Hey everyone, just pushed a new update to Advanced Room Occupancy. Since a primary focus of this app is hunting down and killing vampire power from AV equipment, PCs, and TVs, this release brings some aggressive new features to catch stranded power, along with a few UI and stability improvements.

:sparkles: New Features & Changes

  • Unoccupied Sweeper (Manual Mode Backup): Added a safety net for stranded devices. If a managed device is manually turned on (via a physical wall switch, Alexa, or another app) while the room is officially EMPTY, the Sweeper activates. If no motion is detected for a customizable duration (default 60 minutes), it automatically executes the shutdown sequence. Any new motion or physical switch press instantly resets the Sweeper countdown.
  • Adjustable Motion Grace Period: Say goodbye to rooms accidentally shutting down because a sensor blinked off for a few seconds. You can now define a specific grace period (default 15 seconds) that sensors must remain inactive before the app begins processing the empty timeouts.
  • Room Good Night Switch: Added a dedicated virtual switch to serve as an ultimate occupancy lock. When turned ON, the room is forced to stay OCCUPIED and will completely ignore all empty timeouts and global mode changes until the switch is turned back off.

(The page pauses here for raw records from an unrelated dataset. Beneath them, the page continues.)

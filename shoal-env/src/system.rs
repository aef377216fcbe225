// This file is part of shoal, an interactive POSIX-style shell.
// Copyright (C) 2026 the shoal developers
//
// This program is free software: you can redistribute it and/or modify
// it under the terms of the GNU General Public License as published by
// the Free Software Foundation, either version 3 of the License, or
// (at your option) any later version.
//
// This program is distributed in the hope that it will be useful,
// but WITHOUT ANY WARRANTY; without even the implied warranty of
// MERCHANTABILITY or FITNESS FOR A PARTICULAR PURPOSE.  See the
// GNU General Public License for more details.
//
// You should have received a copy of the GNU General Public License
// along with this program.  If not, see <https://www.gnu.org/licenses/>.

//! System call interface
//!
//! All interaction with the operating system goes through the [`System`]
//! trait, implemented for the real kernel by [`RealSystem`](real::RealSystem).
//! Keeping the syscall surface behind one trait keeps the executor honest
//! about which effects it has and gives tests a seam.

pub mod real;

#[doc(no_inline)]
pub use nix::errno::Errno;
#[doc(no_inline)]
pub use nix::fcntl::OFlag;
#[doc(no_inline)]
pub use nix::sys::stat::Mode;
#[doc(no_inline)]
pub use nix::sys::wait::{WaitPidFlag, WaitStatus};
#[doc(no_inline)]
pub use nix::unistd::{ForkResult, Pid};

use crate::signal::Signal;
use shoal_syntax::syntax::Fd;
use std::convert::Infallible;
use std::ffi::{CStr, CString};
use std::fmt::Debug;
use std::path::PathBuf;

/// Result of a system call
pub type Result<T> = std::result::Result<T, Errno>;

/// Disposition of a signal, as the shell sees it
#[derive(Clone, Copy, Debug, Eq, PartialEq)]
pub enum SignalHandling {
    /// Perform the signal's default action.
    Default,
    /// Ignore the signal.
    Ignore,
    /// Catch the signal with the shell's flag-setting handler.
    Catch,
}

/// Interface to the operating system
pub trait System: Debug {
    /// Creates a child process.
    ///
    /// In the parent, returns `ForkResult::Parent`; in the child,
    /// `ForkResult::Child`. The child must not return into the caller's
    /// logic except to execute a command and exit.
    fn fork(&mut self) -> Result<ForkResult>;

    /// Replaces the process image.
    fn execve(&mut self, path: &CStr, args: &[CString], envs: &[CString])
        -> Result<Infallible>;

    /// Terminates the process immediately without unwinding.
    fn exit_process(&mut self, status: i32) -> !;

    /// Creates a pipe; returns `(reader, writer)`.
    fn pipe(&mut self) -> Result<(Fd, Fd)>;

    /// Duplicates `from` onto `to`, closing `to` first if open.
    fn dup2(&mut self, from: Fd, to: Fd) -> Result<Fd>;

    /// Duplicates `fd` to the lowest free descriptor at or above `min`,
    /// with close-on-exec set.
    fn dup_cloexec_above(&mut self, fd: Fd, min: Fd) -> Result<Fd>;

    /// Clears the close-on-exec flag.
    fn clear_cloexec(&mut self, fd: Fd) -> Result<()>;

    /// Closes a file descriptor.
    ///
    /// Closing an already-closed descriptor is not an error.
    fn close(&mut self, fd: Fd) -> Result<()>;

    /// Opens a file.
    fn open(&mut self, path: &CStr, flags: OFlag, mode: Mode) -> Result<Fd>;

    /// Reads bytes, blocking as needed.
    fn read(&mut self, fd: Fd, buffer: &mut [u8]) -> Result<usize>;

    /// Writes bytes once.
    fn write(&mut self, fd: Fd, buffer: &[u8]) -> Result<usize>;

    /// Whether the descriptor refers to a terminal.
    fn isatty(&self, fd: Fd) -> bool;

    /// Process ID of this process.
    fn getpid(&self) -> Pid;

    /// Process group ID of this process.
    fn getpgrp(&self) -> Pid;

    /// Moves a process into a process group.
    fn setpgid(&mut self, pid: Pid, pgid: Pid) -> Result<()>;

    /// Returns the foreground process group of the terminal.
    fn tcgetpgrp(&self, fd: Fd) -> Result<Pid>;

    /// Makes a process group the foreground job of the terminal.
    fn tcsetpgrp(&mut self, fd: Fd, pgid: Pid) -> Result<()>;

    /// Sends a signal to a process, or checks it with `None`.
    fn kill(&mut self, pid: Pid, signal: Option<Signal>) -> Result<()>;

    /// Sends a signal to a process group.
    fn killpg(&mut self, pgid: Pid, signal: Option<Signal>) -> Result<()>;

    /// Waits for a child process to change state.
    fn waitpid(&mut self, pid: Pid, flags: WaitPidFlag) -> Result<WaitStatus>;

    /// Changes the disposition of a signal, returning the previous
    /// shell-visible disposition.
    fn sigaction(&mut self, signal: Signal, handling: SignalHandling)
        -> Result<SignalHandling>;

    /// Changes the working directory.
    fn chdir(&mut self, path: &CStr) -> Result<()>;

    /// Returns the working directory.
    fn getcwd(&self) -> Result<PathBuf>;

    /// Sets the file mode creation mask, returning the previous one.
    fn umask(&mut self, mask: Mode) -> Mode;

    /// Whether the path names an executable regular file.
    fn is_executable_file(&self, path: &CStr) -> bool;

    /// Whether the path names a directory.
    fn is_directory(&self, path: &CStr) -> bool;

    /// Whether the path names any existing file.
    fn file_exists(&self, path: &CStr) -> bool;

    /// Whether the path names a regular file.
    fn is_regular_file(&self, path: &CStr) -> bool;

    /// Whether the process may read the file.
    fn is_readable(&self, path: &CStr) -> bool;

    /// Whether the process may write the file.
    fn is_writable(&self, path: &CStr) -> bool;

    /// Size of the file in bytes, or `None` if it cannot be examined.
    fn file_size(&self, path: &CStr) -> Option<u64>;

    /// Home directory of the named user, for tilde expansion.
    fn home_directory(&self, user: &str) -> Option<PathBuf>;

    /// Writes the whole buffer, retrying on partial writes and `EINTR`.
    fn write_all(&mut self, fd: Fd, mut buffer: &[u8]) -> Result<usize> {
        let len = buffer.len();
        while !buffer.is_empty() {
            match self.write(fd, buffer) {
                Ok(count) => buffer = &buffer[count..],
                Err(Errno::EINTR) => {}
                Err(error) => return Err(error),
            }
        }
        Ok(len)
    }

    /// Writes a message to the standard error, ignoring failures.
    fn print_error(&mut self, message: &str) {
        _ = self.write_all(Fd::STDERR, message.as_bytes());
    }
}
// This file is part of shoal, an interactive POSIX-style shell.
// Copyright (C) 2026 the shoal developers
//
// This program is free software: you can redistribute it and/or modify
// it under the terms of the GNU General Public License as published by
// the Free Software Foundation, either version 3 of the License, or
// (at your option) any later version.
//
// This program is distributed in the hope that it will be useful,
// but WITHOUT ANY WARRANTY; without even the implied warranty of
// MERCHANTABILITY or FITNESS FOR A PARTICULAR PURPOSE.  See the
// GNU General Public License for more details.
//
// You should have received a copy of the GNU General Public License
// along with this program.  If not, see <https://www.gnu.org/licenses/>.

//! The `cd` built-in

use crate::common::{builtin_failure, output};
use shoal_env::builtin::Result;
use shoal_env::semantics::{ExitStatus, Field};
use shoal_env::variable::Scope;
use shoal_env::Env;
use shoal_env::system::System;
use std::ffi::CString;

pub fn main(env: &mut Env, args: Vec<Field>) -> Result {
    let operand = args.iter().map(|f| f.value.as_str()).find(|v| *v != "--");

    let mut print_new_dir = false;
    let target = match operand {
        None => match env.variables.get_scalar("HOME") {
            Some(home) => home.to_string(),
            None => {
                return builtin_failure(env, "cd", format_args!("HOME is not set"));
            }
        },
        Some("-") => match env.variables.get_scalar("OLDPWD") {
            Some(oldpwd) => {
                print_new_dir = true;
                oldpwd.to_string()
            }
            None => {
                return builtin_failure(env, "cd", format_args!("OLDPWD is not set"));
            }
        },
        Some(dir) => dir.to_string(),
    };

    let Ok(c_target) = CString::new(target.clone()) else {
        return builtin_failure(env, "cd", format_args!("invalid directory name"));
    };
    let old_pwd = env.system.getcwd().ok();
    if let Err(errno) = env.system.chdir(&c_target) {
        return builtin_failure(env, "cd", format_args!("{target}: {errno}"));
    }

    if let Some(old) = old_pwd {
        _ = env
            .variables
            .assign_scalar(Scope::Global, "OLDPWD", old.display().to_string());
    }
    let new_pwd = match env.system.getcwd() {
        Ok(path) => path.display().to_string(),
        Err(_) => target,
    };
    _ = env
        .variables
        .assign_scalar(Scope::Global, "PWD", new_pwd.clone());

    if print_new_dir {
        return output(env, &format!("{new_pwd}\n"));
    }
    Result::new(ExitStatus::SUCCESS)
}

:chart_with_upwards_trend: Dashboard & UI Improvements

  • Live Sensor Tracking (Occupied State): The dashboard hit counters and continuous motion durations no longer disappear once a room becomes occupied. They now stay fully visible, allowing you to easily verify that your sensors are accurately tracking background motion and tracking total active durations in real-time.
  • Dynamic UI Clean-up: The motion hit counter on the dashboard will now dynamically hide itself if "Motion Hit Count" is not actively selected as a trigger in the room's settings.

:bug: Bug Fixes

  • Groovy Type Mismatch Fix: Resolved a silent background crash where the integer hit counts from the sensors were failing to evaluate against string inputs from the database. The internal engine now correctly forces type conversion (.toInteger()), ensuring that the background math perfectly aligns with what the dashboard displays.

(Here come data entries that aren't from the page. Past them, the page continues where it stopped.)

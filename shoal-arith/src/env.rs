// This file is part of shoal, an interactive POSIX-style shell.
// Copyright (C) 2026 the shoal developers
//
// This program is free software: you can redistribute it and/or modify
// it under the terms of the GNU General Public License as published by
// the Free Software Foundation, either version 3 of the License, or
// (at your option) any later version.
//
// This program is distributed in the hope that it will be useful,
// but WITHOUT ANY WARRANTY; without even the implied warranty of
// MERCHANTABILITY or FITNESS FOR A PARTICULAR PURPOSE.  See the
// GNU General Public License for more details.
//
// You should have received a copy of the GNU General Public License
// along with this program.  If not, see <https://www.gnu.org/licenses/>.

//! Variable access interface
//!
//! This crate stores no variables itself. The caller of
//! [`eval`](crate::eval) supplies an implementation of [`Env`] through which
//! the evaluator reads identifiers and writes assignments back.

use std::collections::HashMap;
use std::convert::Infallible;
use std::ops::Range;

/// Interface for accessing variables during evaluation
pub trait Env {
    /// Error returned when assigning to a variable fails
    type AssignError;

    /// Returns the value of the named variable, or `None` if unset.
    fn get_variable(&self, name: &str) -> Option<&str>;

    /// Assigns a new value to the named variable.
    ///
    /// `location` is the index range in the evaluated expression where the
    /// assignment occurs, for use in error reports.
    fn assign_variable(
        &mut self,
        name: &str,
        value: String,
        location: Range<usize>,
    ) -> Result<(), Self::AssignError>;
}

/// Minimal environment for tests and standalone evaluation
impl Env for HashMap<String, String> {
    type AssignError = Infallible;

    fn get_variable(&self, name: &str) -> Option<&str> {
        self.get(name).map(String::as_str)
    }

    fn assign_variable(
        &mut self,
        name: &str,
        value: String,
        _location: Range<usize>,
    ) -> Result<(), Infallible> {
        self.insert(name.to_string(), value);
        Ok(())
    }
}
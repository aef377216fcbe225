// This file is part of shoal, an interactive POSIX-style shell.
// Copyright (C) 2026 the shoal developers
//
// This program is free software: you can redistribute it and/or modify
// it under the terms of the GNU General Public License as published by
// the Free Software Foundation, either version 3 of the License, or
// (at your option) any later version.
//
// This program is distributed in the hope that it will be useful,
// but WITHOUT ANY WARRANTY; without even the implied warranty of
// MERCHANTABILITY or FITNESS FOR A PARTICULAR PURPOSE.  See the
// GNU General Public License for more details.
//
// You should have received a copy of the GNU General Public License
// along with this program.  If not, see <https://www.gnu.org/licenses/>.

//! Command-line argument parsing
//!
//! `shoal [options] [script [args...]]` or `shoal -c command [name
//! [args...]]`. Short shell options (`-e`, `-x`, `+x`, ...) map to the
//! option set; a few long options control startup behavior.

use shoal_env::option::{self, Option as ShellOption, State};
use thiserror::Error;

/// Where the shell reads commands from
#[derive(Clone, Debug, Eq, PartialEq)]
pub enum Source {
    /// The standard input
    Stdin,
    /// A script file
    File { path: String },
    /// The string given with `-c`
    String(String),
}

/// Everything decided by the command line
#[derive(Clone, Debug, Eq, PartialEq)]
pub struct Run {
    /// Where commands come from
    pub source: Source,
    /// Name for `$0`
    pub arg0: String,
    /// Initial positional parameters
    pub positional_params: Vec<String>,
    /// Shell options to apply
    pub options: Vec<(ShellOption, State)>,
    /// Whether `-i` was given explicitly
    pub force_interactive: bool,
    /// Suppress the rcfile
    pub norc: bool,
    /// Alternative rcfile path
    pub rcfile: Option<String>,
    /// Print each parsed command line's syntax tree
    pub debug_ast: bool,
    /// Print each input's token stream
    pub debug_tokens: bool,
}

/// Result of argument parsing
#[derive(Clone, Debug, Eq, PartialEq)]
pub enum Parse {
    /// Print the help text.
    Help,
    /// Print the version.
    Version,
    /// Run the shell.
    Run(Box<Run>),
}

/// Error in command-line arguments
#[derive(Clone, Debug, Eq, Error, PartialEq)]
pub enum Error {
    #[error("unknown option `{0}`")]
    UnknownOption(String),
    #[error("option `{0}` is missing its argument")]
    MissingOptionArgument(String),
    #[error("the -c option requires a command string")]
    MissingCommandString,
}

/// Parses the command-line arguments.
pub fn parse<I: IntoIterator<Item = String>>(args: I) -> Result<Parse, Error> {
    let mut args = args.into_iter();
    let arg0 = args.next().unwrap_or_else(|| "shoal".to_string());

    let mut run = Run {
        source: Source::Stdin,
        arg0,
        positional_params: Vec::new(),
        options: Vec::new(),
        force_interactive: false,
        norc: false,
        rcfile: None,
        debug_ast: false,
        debug_tokens: false,
    };
    let mut command_string = false;
    let mut read_stdin = false;

    let mut operands = Vec::new();
    while let Some(arg) = args.next() {
        match arg.as_str() {
            "--help" => return Ok(Parse::Help),
            "--version" => return Ok(Parse::Version),
            "--norc" => run.norc = true,
            "--rcfile" => match args.next() {
                Some(path) => run.rcfile = Some(path),
                None => return Err(Error::MissingOptionArgument(arg)),
            },
            "--posix" => run.options.push((ShellOption::PosixlyCorrect, State::On)),
            "--debug-ast" => run.debug_ast = true,
            "--debug-tokens" => run.debug_tokens = true,
            "--" => {
                operands.extend(args);
                break;
            }
            _ if arg.starts_with("--") => return Err(Error::UnknownOption(arg)),
            _ if (arg.starts_with('-') || arg.starts_with('+')) && arg.len() > 1 => {
                let enable = arg.starts_with('-');
                let mut chars = arg.chars();
                chars.next();
                let mut pending_o = false;
                for c in chars.clone() {
                    if c == 'o' {
                        pending_o = true;
                        continue;
                    }
                    if pending_o {
                        break;
                    }
                    match c {
                        'c' => command_string = true,
                        's' => read_stdin = true,
                        'i' => {
                            run.force_interactive = true;
                            run.options.push((ShellOption::Interactive, State::On));
                        }
                        _ => match option::parse_short(c) {
                            Some((option, state)) => {
                                let state = if enable { state } else { !state };
                                run.options.push((option, state));
                            }
                            None => return Err(Error::UnknownOption(arg)),
                        },
                    }
                }
                if pending_o {
                    // `-o name`: the name is the rest of this argument or
                    // the next one.
                    let rest: String = chars.skip_while(|&c| c != 'o').skip(1).collect();
                    let name = if rest.is_empty() {
                        match args.next() {
                            Some(name) => name,
                            None => return Err(Error::MissingOptionArgument(arg)),
                        }
                    } else {
                        rest
                    };
                    match option::parse_long(&name) {
                        Ok((option, state)) => {
                            let state = if enable { state } else { !state };
                            run.options.push((option, state));
                        }
                        Err(_) => return Err(Error::UnknownOption(name)),
                    }
                }
            }
            _ => {
                operands.push(arg);
                operands.extend(args);
                break;
            }
        }
    }

    let mut operands = operands.into_iter();
    if command_string {
        run.options.push((ShellOption::CmdLine, State::On));
        let Some(command) = operands.next() else {
            return Err(Error::MissingCommandString);
        };
        run.source = Source::String(command);
        if let Some(name) = operands.next() {
            run.arg0 = name;
        }
        run.positional_params.extend(operands);
    } else if read_stdin {
        run.options.push((ShellOption::Stdin, State::On));
        run.positional_params.extend(operands);
    } else if let Some(path) = operands.next() {
        run.arg0 = path.clone();
        run.source = Source::File { path };
        run.positional_params.extend(operands);
    }

    Ok(Parse::Run(Box::new(run)))
}

#[cfg(test)]
mod tests {
    use super::*;

    fn parse_ok(args: &[&str]) -> Run {
        let args = std::iter::once("shoal".to_string())
            .chain(args.iter().map(|s| s.to_string()));
        match parse(args).unwrap() {
            Parse::Run(run) => *run,
            other => panic!("unexpected parse: {other:?}"),
        }
    }

    #[test]
    fn no_arguments_reads_stdin() {
        let run = parse_ok(&[]);
        assert_eq!(run.source, Source::Stdin);
        assert_eq!(run.arg0, "shoal");
        assert!(run.positional_params.is_empty());
    }

    #[test]
    fn command_string() {
        let run = parse_ok(&["-c", "echo hi", "myname", "a", "b"]);
        assert_eq!(run.source, Source::String("echo hi".to_string()));
        assert_eq!(run.arg0, "myname");
        assert_eq!(run.positional_params, ["a", "b"]);
    }

    #[test]
    fn script_file_with_arguments() {
        let run = parse_ok(&["script.sh", "x", "-e"]);
        assert_eq!(
            run.source,
            Source::File {
                path: "script.sh".to_string()
            }
        );
        // Arguments after the script are operands, not options.
        assert_eq!(run.positional_params, ["x", "-e"]);
    }

    #[test]
    fn short_options() {
        let run = parse_ok(&["-ex", "-u"]);
        assert!(run.options.contains(&(ShellOption::ErrExit, State::On)));
        assert!(run.options.contains(&(ShellOption::Xtrace, State::On)));
        assert!(run.options.contains(&(ShellOption::Unset, State::Off)));
    }

    #[test]
    fn plus_options_disable() {
        let run = parse_ok(&["+x"]);
        assert!(run.options.contains(&(ShellOption::Xtrace, State::Off)));
    }

    #[test]
    fn long_o_options() {
        let run = parse_ok(&["-o", "pipefail"]);
        assert!(run.options.contains(&(ShellOption::PipeFail, State::On)));
        let run = parse_ok(&["+o", "errexit"]);
        assert!(run.options.contains(&(ShellOption::ErrExit, State::Off)));
    }

    #[test]
    fn rcfile_options() {
        let run = parse_ok(&["--norc"]);
        assert!(run.norc);
        let run = parse_ok(&["--rcfile", "init.sh"]);
        assert_eq!(run.rcfile.as_deref(), Some("init.sh"));
    }

    #[test]
    fn unknown_option_is_an_error() {
        let args = ["shoal".to_string(), "--wat".to_string()];
        assert_eq!(
            parse(args),
            Err(Error::UnknownOption("--wat".to_string()))
        );
    }

    #[test]
    fn help_and_version() {
        let args = ["shoal".to_string(), "--help".to_string()];
        assert_eq!(parse(args), Ok(Parse::Help));
        let args = ["shoal".to_string(), "--version".to_string()];
        assert_eq!(parse(args), Ok(Parse::Version));
    }
}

raw.githubusercontent.com/ShaneAllen334/Hubitat_Apps/refs/heads/main/Advanced_Room_Occupancy/Advanced_Room_Occupancy.groovy

:star2: New Features & Additions

  • Absolute Sweeper (Restriction Bypass): Added a powerful new failsafe to prevent wasted energy during "Paused" or Restricted modes (like parties or guest modes). Even if room rules are paused, the Absolute Sweeper monitors for stranded devices left ON and will force a shutdown if absolutely zero motion, vibration, or presence is detected for the configured long-tail timeout.
  • Individual Room UI Overrides: Added dedicated "Force EMPTY" and "Force OCCUPIED" buttons to the dashboard for every active room. You can now instantly brute-force a specific room's state and hardware without affecting the rest of the house.
  • Live Dashboard Refresh Button: Added a "Refresh Live Data" button to the top of the dashboard. You can now pull the absolute latest state variables, wattages, and timers into the UI table without having to back out and reload the entire application page.

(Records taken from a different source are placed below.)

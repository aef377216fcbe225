// This file is part of shoal, an interactive POSIX-style shell.
// Copyright (C) 2026 the shoal developers
//
// This program is free software: you can redistribute it and/or modify
// it under the terms of the GNU General Public License as published by
// the Free Software Foundation, either version 3 of the License, or
// (at your option) any later version.
//
// This program is distributed in the hope that it will be useful,
// but WITHOUT ANY WARRANTY; without even the implied warranty of
// MERCHANTABILITY or FITNESS FOR A PARTICULAR PURPOSE.  See the
// GNU General Public License for more details.
//
// You should have received a copy of the GNU General Public License
// along with this program.  If not, see <https://www.gnu.org/licenses/>.

//! Syntax parser for pipelines

use super::core::{Parser, Rec, Result};
use super::error::{Error, SyntaxError};
use super::lex::Keyword::Bang;
use super::lex::Operator::{Bar, BarAnd};
use super::lex::TokenId::{Operator, Token};
use crate::syntax::Pipeline;

impl Parser<'_> {
    /// Parses a pipeline: an optional `!` followed by commands joined with
    /// `|` or `|&`.
    ///
    /// Returns `Ok(Rec::Parsed(None))` if the current token cannot start a
    /// pipeline.
    pub fn pipeline(&mut self) -> Result<Rec<Option<Pipeline>>> {
        let negation = if self.peek_token()?.id == Token(Some(Bang)) {
            self.take_token_raw()?;
            if self.peek_token()?.id == Token(Some(Bang)) {
                let location = self.peek_token()?.word.location.clone();
                return Err(Error {
                    cause: SyntaxError::DoubleNegation.into(),
                    location,
                });
            }
            true
        } else {
            false
        };

        let maybe_first = loop {
            match self.command()? {
                Rec::AliasSubstituted => {
                    if !negation {
                        return Ok(Rec::AliasSubstituted);
                    }
                }
                Rec::Parsed(maybe_command) => break maybe_command,
            }
        };
        let Some(first) = maybe_first else {
            if negation {
                let location = self.peek_token()?.word.location.clone();
                return Err(Error {
                    cause: SyntaxError::MissingCommandAfterBang.into(),
                    location,
                });
            }
            return Ok(Rec::Parsed(None));
        };

        let mut commands = vec![first];
        let mut pipe_stderr = false;
        loop {
            match self.peek_token()?.id {
                Operator(Bar) => {}
                Operator(BarAnd) => pipe_stderr = true,
                _ => break,
            }
            self.take_token_raw()?;
            self.skip_newlines()?;

            if self.peek_token()?.id == Token(Some(Bang)) {
                let location = self.peek_token()?.word.location.clone();
                return Err(Error {
                    cause: SyntaxError::BangAfterBar.into(),
                    location,
                });
            }

            let maybe_command = loop {
                match self.command()? {
                    Rec::AliasSubstituted => continue,
                    Rec::Parsed(maybe_command) => break maybe_command,
                }
            };
            let Some(command) = maybe_command else {
                let location = self.peek_token()?.word.location.clone();
                return Err(Error {
                    cause: SyntaxError::MissingCommandAfterBar.into(),
                    location,
                });
            };
            commands.push(command);
        }

        Ok(Rec::Parsed(Some(Pipeline {
            commands,
            negation,
            pipe_stderr,
        })))
    }
}

#[cfg(test)]
mod tests {
    use super::*;
    use crate::parser::lex::Lexer;
    use crate::source::Source;
    use assert_matches::assert_matches;

    fn parse(code: &str) -> Result<Option<Pipeline>> {
        let mut lexer = Lexer::from_memory(code, Source::Unknown);
        let mut parser = Parser::new(&mut lexer);
        Ok(parser.pipeline()?.unwrap())
    }

    #[test]
    fn single_command() {
        let pipeline = parse("date").unwrap().unwrap();
        assert_eq!(pipeline.commands.len(), 1);
        assert!(!pipeline.negation);
        assert!(!pipeline.pipe_stderr);
    }

    #[test]
    fn multi_stage_pipeline() {
        let pipeline = parse("a | b | c").unwrap().unwrap();
        assert_eq!(pipeline.commands.len(), 3);
        assert_eq!(pipeline.to_string(), "a | b | c");
    }

    #[test]
    fn negated_pipeline() {
        let pipeline = parse("! false").unwrap().unwrap();
        assert!(pipeline.negation);
    }

    #[test]
    fn stderr_pipe() {
        let pipeline = parse("a |& b").unwrap().unwrap();
        assert!(pipeline.pipe_stderr);
    }

    #[test]
    fn newline_after_bar() {
        let pipeline = parse("a |\nb").unwrap().unwrap();
        assert_eq!(pipeline.commands.len(), 2);
    }

    #[test]
    fn double_negation_is_an_error() {
        let error = parse("! ! x").unwrap_err();
        assert_matches!(
            error.cause,
            crate::parser::ErrorCause::Syntax(SyntaxError::DoubleNegation)
        );
    }

    #[test]
    fn bang_after_bar_is_an_error() {
        let error = parse("a | ! b").unwrap_err();
        assert_matches!(
            error.cause,
            crate::parser::ErrorCause::Syntax(SyntaxError::BangAfterBar)
        );
    }

    #[test]
    fn missing_command_after_bar() {
        let error = parse("a |").unwrap_err();
        assert_matches!(
            error.cause,
            crate::parser::ErrorCause::Syntax(SyntaxError::MissingCommandAfterBar)
        );
        assert!(error.needs_more_input());
    }
}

:hammer_and_wrench: Improvements & Changes

  • True Master Kill Switch: Re-engineered the Master Enable/Disable switch to act as a strict hard-abort. Toggling the master switch OFF now instantly kills all pending shutdown sequences, purges active schedules, and drops all incoming sensor data at the door, completely freezing the app's influence over your home.

:bug: Bug Fixes

  • Ghost Event Guard (Event Bus Latency Fix): Resolved an issue where hub processing latency was causing automated Virtual Switch "ON" commands to be misidentified as physical manual button presses, which inadvertently locked rooms into long manual override timers.
    • Technical fix: Increased the command verification window to 15 seconds and added a duplicate-event guard that rejects late incoming events if the room has already successfully reached an auto-occupied state.

raw.githubusercontent.com/ShaneAllen334/Hubitat_Apps/refs/heads/main/Advanced_Room_Occupancy/Advanced_Room_Occupancy.groovy

Bug fixes for Advanced Room Occupancy are available on Github.